• Record excerpts:

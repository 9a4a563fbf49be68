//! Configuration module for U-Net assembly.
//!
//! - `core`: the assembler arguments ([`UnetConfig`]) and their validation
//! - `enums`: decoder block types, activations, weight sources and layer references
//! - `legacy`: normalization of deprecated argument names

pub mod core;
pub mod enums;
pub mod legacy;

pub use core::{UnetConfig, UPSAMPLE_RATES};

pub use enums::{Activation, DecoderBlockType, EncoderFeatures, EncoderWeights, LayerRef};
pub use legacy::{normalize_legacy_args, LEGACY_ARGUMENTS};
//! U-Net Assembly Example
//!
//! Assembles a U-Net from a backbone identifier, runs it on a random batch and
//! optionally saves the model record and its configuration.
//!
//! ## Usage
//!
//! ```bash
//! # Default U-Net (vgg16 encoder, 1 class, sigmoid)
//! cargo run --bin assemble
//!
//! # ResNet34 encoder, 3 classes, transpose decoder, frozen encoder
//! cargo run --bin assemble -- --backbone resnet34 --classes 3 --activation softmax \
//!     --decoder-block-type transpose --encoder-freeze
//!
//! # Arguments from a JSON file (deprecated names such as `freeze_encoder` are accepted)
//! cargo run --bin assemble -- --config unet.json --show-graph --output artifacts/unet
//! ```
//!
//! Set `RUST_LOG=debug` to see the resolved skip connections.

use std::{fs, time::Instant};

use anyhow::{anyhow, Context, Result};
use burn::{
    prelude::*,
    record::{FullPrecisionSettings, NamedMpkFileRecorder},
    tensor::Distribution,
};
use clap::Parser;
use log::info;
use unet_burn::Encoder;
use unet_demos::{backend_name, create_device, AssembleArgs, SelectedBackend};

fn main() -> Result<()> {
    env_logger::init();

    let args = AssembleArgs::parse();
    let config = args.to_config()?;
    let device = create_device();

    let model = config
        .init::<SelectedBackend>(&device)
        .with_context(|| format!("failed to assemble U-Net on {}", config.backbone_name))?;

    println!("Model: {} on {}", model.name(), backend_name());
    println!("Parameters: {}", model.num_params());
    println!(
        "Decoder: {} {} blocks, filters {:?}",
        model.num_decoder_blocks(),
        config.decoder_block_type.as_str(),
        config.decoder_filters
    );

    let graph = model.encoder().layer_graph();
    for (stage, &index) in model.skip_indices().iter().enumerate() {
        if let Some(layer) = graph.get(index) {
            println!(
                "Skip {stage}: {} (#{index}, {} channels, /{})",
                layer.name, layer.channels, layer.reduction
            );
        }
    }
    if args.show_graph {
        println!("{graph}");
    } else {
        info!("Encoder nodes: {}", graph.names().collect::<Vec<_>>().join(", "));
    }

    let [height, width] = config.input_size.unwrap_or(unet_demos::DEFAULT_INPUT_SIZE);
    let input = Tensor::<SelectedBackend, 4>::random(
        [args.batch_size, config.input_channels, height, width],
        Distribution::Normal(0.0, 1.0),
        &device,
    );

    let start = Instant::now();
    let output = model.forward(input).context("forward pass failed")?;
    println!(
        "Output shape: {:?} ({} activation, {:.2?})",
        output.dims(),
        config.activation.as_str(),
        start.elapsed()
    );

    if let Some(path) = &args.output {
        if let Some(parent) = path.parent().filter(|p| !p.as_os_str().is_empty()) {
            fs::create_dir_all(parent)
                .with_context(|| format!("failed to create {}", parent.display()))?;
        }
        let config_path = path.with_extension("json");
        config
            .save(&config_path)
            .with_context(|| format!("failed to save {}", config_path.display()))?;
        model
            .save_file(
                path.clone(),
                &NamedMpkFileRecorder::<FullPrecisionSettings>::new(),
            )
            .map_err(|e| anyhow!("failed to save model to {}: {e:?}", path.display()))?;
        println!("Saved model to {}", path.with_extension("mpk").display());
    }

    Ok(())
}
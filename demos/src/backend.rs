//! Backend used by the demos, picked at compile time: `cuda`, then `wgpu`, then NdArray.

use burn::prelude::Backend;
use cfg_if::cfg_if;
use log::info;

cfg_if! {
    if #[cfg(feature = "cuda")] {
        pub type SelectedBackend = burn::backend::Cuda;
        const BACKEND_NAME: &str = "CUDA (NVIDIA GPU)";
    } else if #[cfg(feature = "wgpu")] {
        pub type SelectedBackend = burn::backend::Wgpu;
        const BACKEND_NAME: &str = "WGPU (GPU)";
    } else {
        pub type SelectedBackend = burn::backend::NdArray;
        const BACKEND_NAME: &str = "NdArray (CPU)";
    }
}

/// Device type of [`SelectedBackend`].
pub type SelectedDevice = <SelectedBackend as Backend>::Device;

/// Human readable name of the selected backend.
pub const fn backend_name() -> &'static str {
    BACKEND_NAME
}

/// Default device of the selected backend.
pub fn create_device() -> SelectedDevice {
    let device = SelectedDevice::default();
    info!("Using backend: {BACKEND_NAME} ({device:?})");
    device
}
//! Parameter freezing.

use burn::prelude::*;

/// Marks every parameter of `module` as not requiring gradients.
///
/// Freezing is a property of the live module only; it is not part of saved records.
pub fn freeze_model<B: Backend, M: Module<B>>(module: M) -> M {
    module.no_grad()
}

==

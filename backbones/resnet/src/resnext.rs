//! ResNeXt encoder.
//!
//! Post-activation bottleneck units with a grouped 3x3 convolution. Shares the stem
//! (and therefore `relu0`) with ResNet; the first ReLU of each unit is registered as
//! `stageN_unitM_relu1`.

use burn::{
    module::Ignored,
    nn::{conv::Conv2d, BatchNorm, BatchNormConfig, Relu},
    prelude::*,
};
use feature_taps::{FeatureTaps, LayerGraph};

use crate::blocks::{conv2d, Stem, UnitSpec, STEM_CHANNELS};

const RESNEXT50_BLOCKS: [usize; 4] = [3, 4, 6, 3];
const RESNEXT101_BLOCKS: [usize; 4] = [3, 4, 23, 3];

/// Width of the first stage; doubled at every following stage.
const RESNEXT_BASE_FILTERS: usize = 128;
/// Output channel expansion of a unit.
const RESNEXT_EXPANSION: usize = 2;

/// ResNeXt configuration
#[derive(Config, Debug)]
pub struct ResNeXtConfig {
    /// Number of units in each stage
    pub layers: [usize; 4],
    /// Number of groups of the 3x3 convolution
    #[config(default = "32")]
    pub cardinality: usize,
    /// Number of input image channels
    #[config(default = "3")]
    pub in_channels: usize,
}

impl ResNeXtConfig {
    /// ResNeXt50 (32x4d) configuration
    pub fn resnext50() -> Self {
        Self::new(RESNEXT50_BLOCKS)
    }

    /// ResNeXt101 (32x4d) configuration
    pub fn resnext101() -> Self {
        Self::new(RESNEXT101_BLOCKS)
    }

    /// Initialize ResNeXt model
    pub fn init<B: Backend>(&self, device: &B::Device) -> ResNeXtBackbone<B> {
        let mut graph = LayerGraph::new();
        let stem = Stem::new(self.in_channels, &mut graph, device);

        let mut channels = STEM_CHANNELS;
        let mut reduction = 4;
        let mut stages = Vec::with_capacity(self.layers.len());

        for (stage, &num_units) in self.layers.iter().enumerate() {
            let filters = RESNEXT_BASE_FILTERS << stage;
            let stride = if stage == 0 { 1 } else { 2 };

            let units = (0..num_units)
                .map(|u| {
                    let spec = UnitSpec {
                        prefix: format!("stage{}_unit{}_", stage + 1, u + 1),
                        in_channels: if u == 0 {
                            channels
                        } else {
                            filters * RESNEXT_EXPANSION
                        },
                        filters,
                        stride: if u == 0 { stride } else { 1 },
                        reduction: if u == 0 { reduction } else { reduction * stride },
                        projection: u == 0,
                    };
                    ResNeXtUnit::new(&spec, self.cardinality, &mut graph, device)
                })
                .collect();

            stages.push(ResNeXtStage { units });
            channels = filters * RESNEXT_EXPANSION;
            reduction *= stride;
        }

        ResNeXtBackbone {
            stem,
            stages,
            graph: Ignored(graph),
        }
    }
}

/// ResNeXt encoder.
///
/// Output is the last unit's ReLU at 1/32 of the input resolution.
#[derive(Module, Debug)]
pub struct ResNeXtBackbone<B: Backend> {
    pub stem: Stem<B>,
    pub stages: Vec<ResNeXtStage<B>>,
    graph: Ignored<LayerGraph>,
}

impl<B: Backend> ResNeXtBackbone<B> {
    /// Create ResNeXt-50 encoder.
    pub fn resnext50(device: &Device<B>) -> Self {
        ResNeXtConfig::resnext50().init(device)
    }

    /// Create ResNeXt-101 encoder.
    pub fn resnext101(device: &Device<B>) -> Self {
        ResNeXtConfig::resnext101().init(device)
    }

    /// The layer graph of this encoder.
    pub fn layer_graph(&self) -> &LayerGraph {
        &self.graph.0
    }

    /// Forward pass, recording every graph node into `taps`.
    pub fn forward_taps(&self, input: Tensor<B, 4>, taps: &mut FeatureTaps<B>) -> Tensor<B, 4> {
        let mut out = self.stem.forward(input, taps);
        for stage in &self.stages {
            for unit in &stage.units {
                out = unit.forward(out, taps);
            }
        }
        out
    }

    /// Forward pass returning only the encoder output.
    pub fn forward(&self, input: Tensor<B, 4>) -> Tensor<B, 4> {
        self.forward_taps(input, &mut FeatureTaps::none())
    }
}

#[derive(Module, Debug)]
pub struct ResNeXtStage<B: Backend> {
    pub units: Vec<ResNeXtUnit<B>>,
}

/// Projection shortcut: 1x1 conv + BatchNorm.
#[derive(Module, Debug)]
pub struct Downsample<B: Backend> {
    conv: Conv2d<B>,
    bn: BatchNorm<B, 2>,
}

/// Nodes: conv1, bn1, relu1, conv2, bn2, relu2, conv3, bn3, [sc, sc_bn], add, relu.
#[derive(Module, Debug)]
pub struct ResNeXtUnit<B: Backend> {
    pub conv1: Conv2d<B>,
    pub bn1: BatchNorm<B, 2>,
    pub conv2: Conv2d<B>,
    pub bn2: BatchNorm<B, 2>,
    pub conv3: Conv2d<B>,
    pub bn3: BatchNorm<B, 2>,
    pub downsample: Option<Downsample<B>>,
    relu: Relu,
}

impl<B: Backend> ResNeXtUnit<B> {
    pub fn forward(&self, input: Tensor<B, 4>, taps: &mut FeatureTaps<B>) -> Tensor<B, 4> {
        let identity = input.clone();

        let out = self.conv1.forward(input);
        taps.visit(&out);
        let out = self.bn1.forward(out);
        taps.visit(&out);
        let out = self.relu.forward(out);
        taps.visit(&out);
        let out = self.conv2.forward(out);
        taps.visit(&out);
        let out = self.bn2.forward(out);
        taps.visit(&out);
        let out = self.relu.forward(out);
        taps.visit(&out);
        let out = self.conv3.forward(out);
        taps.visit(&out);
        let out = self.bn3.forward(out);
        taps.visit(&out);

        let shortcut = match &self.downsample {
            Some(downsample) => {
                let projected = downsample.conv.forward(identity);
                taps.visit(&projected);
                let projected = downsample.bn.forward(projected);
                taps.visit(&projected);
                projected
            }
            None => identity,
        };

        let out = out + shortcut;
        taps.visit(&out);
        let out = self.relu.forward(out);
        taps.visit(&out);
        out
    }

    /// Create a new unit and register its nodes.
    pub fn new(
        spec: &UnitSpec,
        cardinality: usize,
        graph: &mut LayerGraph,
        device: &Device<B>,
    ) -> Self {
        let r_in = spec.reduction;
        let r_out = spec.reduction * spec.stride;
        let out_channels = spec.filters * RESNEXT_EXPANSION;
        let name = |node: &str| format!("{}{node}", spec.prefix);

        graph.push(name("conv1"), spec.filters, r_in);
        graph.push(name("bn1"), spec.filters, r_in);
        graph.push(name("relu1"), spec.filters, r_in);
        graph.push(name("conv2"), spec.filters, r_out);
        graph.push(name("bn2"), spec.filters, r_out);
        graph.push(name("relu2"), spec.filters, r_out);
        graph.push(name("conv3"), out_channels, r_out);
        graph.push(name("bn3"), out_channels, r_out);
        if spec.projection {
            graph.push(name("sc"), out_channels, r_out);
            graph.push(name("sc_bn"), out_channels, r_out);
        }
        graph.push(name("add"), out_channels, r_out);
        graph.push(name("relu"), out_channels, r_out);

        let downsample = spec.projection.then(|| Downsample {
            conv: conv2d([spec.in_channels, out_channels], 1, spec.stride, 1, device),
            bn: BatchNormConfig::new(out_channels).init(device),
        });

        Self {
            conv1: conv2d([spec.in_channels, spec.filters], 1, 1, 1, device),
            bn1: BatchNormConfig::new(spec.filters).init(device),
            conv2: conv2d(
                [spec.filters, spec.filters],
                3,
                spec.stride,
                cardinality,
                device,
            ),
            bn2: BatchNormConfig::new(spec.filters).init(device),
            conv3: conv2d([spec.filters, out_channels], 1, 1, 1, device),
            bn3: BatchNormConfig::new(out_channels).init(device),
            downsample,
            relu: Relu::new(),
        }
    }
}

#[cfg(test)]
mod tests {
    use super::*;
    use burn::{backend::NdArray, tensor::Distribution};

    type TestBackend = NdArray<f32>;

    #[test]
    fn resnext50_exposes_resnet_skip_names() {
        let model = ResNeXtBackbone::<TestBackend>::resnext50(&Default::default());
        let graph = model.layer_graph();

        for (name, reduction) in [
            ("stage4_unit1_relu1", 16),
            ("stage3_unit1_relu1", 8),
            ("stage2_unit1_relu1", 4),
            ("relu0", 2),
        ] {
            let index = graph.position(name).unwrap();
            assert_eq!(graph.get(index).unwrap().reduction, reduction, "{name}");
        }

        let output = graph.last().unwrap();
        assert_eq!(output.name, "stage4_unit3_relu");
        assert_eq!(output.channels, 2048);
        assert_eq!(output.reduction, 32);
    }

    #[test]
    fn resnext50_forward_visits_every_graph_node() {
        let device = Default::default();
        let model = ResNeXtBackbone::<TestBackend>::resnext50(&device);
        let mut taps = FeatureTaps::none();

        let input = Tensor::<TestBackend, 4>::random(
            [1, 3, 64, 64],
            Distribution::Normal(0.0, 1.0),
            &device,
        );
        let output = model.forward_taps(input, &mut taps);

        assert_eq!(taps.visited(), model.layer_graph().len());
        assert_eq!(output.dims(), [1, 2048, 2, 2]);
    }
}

• What to work on: All lines in the records above that contain "convolution" are to be reported.

• Answer to the problem:
//! Post-activation bottleneck units with a grouped 3x3 convolution. Shares the stem
    /// Number of groups of the 3x3 convolution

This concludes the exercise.